**Activity**.
The answer must consist of each line below that contains the word "ParserEvents", copied in full.

Records from a data collection:
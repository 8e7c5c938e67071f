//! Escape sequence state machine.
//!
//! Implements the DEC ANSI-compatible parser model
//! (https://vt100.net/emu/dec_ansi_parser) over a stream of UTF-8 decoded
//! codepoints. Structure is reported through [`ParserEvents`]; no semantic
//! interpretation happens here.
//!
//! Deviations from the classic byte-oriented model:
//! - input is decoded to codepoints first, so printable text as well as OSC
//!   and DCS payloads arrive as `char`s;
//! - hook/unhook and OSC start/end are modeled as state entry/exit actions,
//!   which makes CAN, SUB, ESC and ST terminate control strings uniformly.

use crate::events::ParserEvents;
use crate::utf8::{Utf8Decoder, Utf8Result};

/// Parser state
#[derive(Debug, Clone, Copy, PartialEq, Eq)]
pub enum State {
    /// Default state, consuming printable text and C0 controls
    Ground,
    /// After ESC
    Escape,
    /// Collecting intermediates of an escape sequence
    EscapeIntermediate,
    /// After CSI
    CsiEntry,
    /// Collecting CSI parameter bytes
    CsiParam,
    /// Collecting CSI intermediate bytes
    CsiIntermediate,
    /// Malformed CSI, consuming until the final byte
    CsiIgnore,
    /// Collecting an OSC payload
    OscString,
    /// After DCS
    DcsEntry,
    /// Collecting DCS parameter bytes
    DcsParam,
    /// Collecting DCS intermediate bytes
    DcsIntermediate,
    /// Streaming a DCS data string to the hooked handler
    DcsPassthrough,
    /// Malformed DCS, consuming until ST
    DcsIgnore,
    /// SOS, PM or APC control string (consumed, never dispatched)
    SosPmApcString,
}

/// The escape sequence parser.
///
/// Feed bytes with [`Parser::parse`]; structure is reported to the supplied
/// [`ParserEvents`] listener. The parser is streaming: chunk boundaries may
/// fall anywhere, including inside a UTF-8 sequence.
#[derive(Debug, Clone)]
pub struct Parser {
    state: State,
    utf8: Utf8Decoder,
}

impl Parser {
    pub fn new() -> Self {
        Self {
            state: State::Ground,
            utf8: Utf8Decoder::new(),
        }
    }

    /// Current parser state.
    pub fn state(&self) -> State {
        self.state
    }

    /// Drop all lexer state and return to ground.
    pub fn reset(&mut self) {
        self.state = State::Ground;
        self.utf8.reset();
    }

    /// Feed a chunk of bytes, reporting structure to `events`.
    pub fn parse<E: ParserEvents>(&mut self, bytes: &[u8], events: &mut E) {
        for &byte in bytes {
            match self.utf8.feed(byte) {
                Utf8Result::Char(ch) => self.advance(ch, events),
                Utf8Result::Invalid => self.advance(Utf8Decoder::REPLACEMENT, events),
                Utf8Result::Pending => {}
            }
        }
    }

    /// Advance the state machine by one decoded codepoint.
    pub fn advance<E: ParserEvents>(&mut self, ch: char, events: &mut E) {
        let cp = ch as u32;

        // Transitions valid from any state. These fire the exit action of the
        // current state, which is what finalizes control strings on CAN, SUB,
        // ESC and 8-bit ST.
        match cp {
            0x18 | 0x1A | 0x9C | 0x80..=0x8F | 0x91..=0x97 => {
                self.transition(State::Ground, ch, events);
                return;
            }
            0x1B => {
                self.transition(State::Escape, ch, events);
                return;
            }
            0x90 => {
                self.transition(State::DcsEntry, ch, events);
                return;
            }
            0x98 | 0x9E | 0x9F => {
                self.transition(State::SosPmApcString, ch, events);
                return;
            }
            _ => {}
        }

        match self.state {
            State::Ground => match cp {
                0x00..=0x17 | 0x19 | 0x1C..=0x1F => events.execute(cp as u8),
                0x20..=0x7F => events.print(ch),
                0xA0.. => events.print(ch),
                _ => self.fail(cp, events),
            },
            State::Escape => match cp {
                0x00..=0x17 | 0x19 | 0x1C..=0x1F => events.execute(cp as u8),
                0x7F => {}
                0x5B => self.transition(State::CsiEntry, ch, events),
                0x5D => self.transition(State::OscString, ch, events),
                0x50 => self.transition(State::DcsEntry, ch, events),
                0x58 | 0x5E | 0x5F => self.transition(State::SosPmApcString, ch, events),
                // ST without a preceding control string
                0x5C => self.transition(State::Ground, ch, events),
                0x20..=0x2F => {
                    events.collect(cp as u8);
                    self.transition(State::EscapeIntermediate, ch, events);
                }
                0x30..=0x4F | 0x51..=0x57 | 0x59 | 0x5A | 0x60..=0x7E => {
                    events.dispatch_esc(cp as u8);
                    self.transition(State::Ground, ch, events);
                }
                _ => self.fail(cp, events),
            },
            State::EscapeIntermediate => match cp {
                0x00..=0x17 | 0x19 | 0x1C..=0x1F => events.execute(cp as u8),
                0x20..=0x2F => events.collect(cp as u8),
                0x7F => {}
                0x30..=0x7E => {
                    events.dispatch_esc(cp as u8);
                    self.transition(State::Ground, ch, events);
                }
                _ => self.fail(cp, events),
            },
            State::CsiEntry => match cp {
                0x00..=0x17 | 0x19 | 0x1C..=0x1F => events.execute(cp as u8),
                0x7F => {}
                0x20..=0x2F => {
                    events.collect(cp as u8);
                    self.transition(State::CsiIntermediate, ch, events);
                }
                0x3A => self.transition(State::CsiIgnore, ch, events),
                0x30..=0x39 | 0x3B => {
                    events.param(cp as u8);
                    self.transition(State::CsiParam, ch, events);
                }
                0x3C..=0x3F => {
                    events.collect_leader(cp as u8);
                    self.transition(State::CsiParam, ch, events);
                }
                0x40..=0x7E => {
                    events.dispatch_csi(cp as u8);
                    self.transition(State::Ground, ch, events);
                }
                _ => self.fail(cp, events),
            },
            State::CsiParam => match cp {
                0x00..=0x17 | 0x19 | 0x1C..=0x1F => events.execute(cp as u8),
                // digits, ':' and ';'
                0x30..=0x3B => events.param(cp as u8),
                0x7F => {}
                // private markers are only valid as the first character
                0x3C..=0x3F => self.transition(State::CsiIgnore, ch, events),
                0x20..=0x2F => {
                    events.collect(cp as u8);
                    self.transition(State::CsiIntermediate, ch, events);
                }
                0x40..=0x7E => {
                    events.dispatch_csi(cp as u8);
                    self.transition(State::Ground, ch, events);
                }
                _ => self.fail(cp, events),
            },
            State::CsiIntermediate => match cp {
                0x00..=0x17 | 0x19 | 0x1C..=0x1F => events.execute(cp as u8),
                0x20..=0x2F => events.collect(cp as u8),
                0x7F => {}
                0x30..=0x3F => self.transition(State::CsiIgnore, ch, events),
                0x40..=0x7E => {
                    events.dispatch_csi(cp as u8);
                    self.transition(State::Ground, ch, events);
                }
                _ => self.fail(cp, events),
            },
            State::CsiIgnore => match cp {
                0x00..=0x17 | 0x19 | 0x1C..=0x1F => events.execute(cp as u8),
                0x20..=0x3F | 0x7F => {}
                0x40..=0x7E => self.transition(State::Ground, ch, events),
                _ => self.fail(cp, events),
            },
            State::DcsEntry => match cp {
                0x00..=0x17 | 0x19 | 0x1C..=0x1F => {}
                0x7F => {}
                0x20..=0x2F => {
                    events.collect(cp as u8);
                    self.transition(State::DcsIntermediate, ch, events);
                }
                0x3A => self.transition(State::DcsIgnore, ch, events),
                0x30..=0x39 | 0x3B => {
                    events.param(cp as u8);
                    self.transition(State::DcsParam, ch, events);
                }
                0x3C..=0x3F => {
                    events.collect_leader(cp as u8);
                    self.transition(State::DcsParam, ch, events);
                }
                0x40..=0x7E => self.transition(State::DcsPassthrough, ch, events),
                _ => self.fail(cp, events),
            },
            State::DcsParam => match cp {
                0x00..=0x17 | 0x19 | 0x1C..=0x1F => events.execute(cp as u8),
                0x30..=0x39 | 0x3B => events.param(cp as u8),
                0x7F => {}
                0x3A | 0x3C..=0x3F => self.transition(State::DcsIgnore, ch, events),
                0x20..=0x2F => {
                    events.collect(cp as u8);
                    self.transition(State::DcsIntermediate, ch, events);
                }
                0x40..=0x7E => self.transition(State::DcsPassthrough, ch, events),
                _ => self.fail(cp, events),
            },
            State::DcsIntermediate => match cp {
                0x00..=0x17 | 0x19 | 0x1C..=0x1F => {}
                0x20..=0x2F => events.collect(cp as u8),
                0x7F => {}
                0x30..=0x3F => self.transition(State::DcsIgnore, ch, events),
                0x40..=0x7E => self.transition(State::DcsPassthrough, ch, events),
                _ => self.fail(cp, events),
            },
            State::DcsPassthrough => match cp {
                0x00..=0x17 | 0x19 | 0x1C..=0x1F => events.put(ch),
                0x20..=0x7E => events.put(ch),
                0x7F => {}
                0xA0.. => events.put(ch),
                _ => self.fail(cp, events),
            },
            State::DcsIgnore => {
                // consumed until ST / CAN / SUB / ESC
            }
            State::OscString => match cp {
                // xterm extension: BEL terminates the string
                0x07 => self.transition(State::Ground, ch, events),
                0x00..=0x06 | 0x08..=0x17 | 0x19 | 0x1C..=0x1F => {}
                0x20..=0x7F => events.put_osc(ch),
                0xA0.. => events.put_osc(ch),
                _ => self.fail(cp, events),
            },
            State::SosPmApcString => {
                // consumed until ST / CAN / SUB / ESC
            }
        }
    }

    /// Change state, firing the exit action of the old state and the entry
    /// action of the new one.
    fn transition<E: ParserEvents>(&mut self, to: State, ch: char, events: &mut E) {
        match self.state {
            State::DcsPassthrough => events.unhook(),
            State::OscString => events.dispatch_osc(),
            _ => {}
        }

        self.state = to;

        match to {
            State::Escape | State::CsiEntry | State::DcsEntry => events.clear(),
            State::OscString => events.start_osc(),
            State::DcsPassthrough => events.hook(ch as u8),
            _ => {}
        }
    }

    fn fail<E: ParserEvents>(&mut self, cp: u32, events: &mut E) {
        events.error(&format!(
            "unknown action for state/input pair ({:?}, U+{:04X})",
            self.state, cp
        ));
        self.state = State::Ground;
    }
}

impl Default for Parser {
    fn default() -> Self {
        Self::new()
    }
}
---
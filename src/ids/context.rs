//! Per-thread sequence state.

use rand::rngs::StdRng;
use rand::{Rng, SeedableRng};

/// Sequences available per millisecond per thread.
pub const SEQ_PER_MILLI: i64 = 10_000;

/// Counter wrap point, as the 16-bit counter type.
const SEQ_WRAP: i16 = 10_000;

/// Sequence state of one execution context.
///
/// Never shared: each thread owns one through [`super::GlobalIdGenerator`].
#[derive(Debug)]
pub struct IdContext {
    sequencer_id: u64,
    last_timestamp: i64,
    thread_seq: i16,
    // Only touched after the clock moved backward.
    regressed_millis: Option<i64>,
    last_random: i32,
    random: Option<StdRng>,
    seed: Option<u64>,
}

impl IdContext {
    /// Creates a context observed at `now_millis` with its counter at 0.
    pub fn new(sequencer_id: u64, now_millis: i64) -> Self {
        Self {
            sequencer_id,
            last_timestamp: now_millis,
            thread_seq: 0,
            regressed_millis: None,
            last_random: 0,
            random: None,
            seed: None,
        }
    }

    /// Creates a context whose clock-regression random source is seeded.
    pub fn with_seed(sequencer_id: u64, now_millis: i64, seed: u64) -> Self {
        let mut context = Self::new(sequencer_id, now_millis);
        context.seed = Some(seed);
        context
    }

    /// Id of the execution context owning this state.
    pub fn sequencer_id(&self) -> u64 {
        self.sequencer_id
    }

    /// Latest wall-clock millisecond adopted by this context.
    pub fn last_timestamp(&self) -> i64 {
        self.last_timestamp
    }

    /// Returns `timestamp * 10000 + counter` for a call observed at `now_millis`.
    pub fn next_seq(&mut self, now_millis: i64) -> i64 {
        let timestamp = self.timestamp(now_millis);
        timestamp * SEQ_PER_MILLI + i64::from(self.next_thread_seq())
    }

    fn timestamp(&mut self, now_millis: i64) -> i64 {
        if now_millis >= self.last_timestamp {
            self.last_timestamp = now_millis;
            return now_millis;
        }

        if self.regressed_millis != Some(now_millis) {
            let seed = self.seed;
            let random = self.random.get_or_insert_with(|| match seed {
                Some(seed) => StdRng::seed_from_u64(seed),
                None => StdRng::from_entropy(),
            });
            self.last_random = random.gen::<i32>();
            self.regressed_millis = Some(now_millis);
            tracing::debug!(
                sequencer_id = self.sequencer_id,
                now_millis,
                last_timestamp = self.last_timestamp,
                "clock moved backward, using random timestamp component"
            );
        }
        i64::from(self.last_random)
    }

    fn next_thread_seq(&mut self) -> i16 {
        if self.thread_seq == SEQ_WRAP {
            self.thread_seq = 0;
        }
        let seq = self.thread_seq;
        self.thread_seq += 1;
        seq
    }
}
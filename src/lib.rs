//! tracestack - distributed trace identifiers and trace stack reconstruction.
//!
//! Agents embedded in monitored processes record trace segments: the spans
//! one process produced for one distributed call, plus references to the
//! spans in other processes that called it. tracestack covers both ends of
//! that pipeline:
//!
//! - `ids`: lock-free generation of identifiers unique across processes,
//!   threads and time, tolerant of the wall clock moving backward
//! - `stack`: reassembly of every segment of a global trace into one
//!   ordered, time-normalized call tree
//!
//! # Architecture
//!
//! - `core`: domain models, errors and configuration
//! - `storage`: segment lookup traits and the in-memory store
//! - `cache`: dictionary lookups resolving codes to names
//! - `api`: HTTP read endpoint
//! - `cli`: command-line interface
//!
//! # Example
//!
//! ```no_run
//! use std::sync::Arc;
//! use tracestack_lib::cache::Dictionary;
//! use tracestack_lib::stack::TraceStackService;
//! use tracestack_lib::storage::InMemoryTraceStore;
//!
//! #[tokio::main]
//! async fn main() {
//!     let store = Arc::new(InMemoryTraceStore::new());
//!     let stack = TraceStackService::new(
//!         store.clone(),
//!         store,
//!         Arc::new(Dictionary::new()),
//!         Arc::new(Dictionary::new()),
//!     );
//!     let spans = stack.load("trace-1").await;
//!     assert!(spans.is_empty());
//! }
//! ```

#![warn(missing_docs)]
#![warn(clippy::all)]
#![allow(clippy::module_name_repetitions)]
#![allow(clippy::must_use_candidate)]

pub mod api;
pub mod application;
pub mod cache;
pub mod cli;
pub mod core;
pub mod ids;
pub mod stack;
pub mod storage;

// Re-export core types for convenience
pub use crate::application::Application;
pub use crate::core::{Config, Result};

**Expected answer**.
//! codepoints. Structure is reported through [`ParserEvents`]; no semantic
use crate::events::ParserEvents;
/// [`ParserEvents`] listener. The parser is streaming: chunk boundaries may
    pub fn parse<E: ParserEvents>(&mut self, bytes: &[u8], events: &mut E) {
    pub fn advance<E: ParserEvents>(&mut self, ch: char, events: &mut E) {
    fn transition<E: ParserEvents>(&mut self, to: State, ch: char, events: &mut E) {
    fn fail<E: ParserEvents>(&mut self, cp: u32, events: &mut E) {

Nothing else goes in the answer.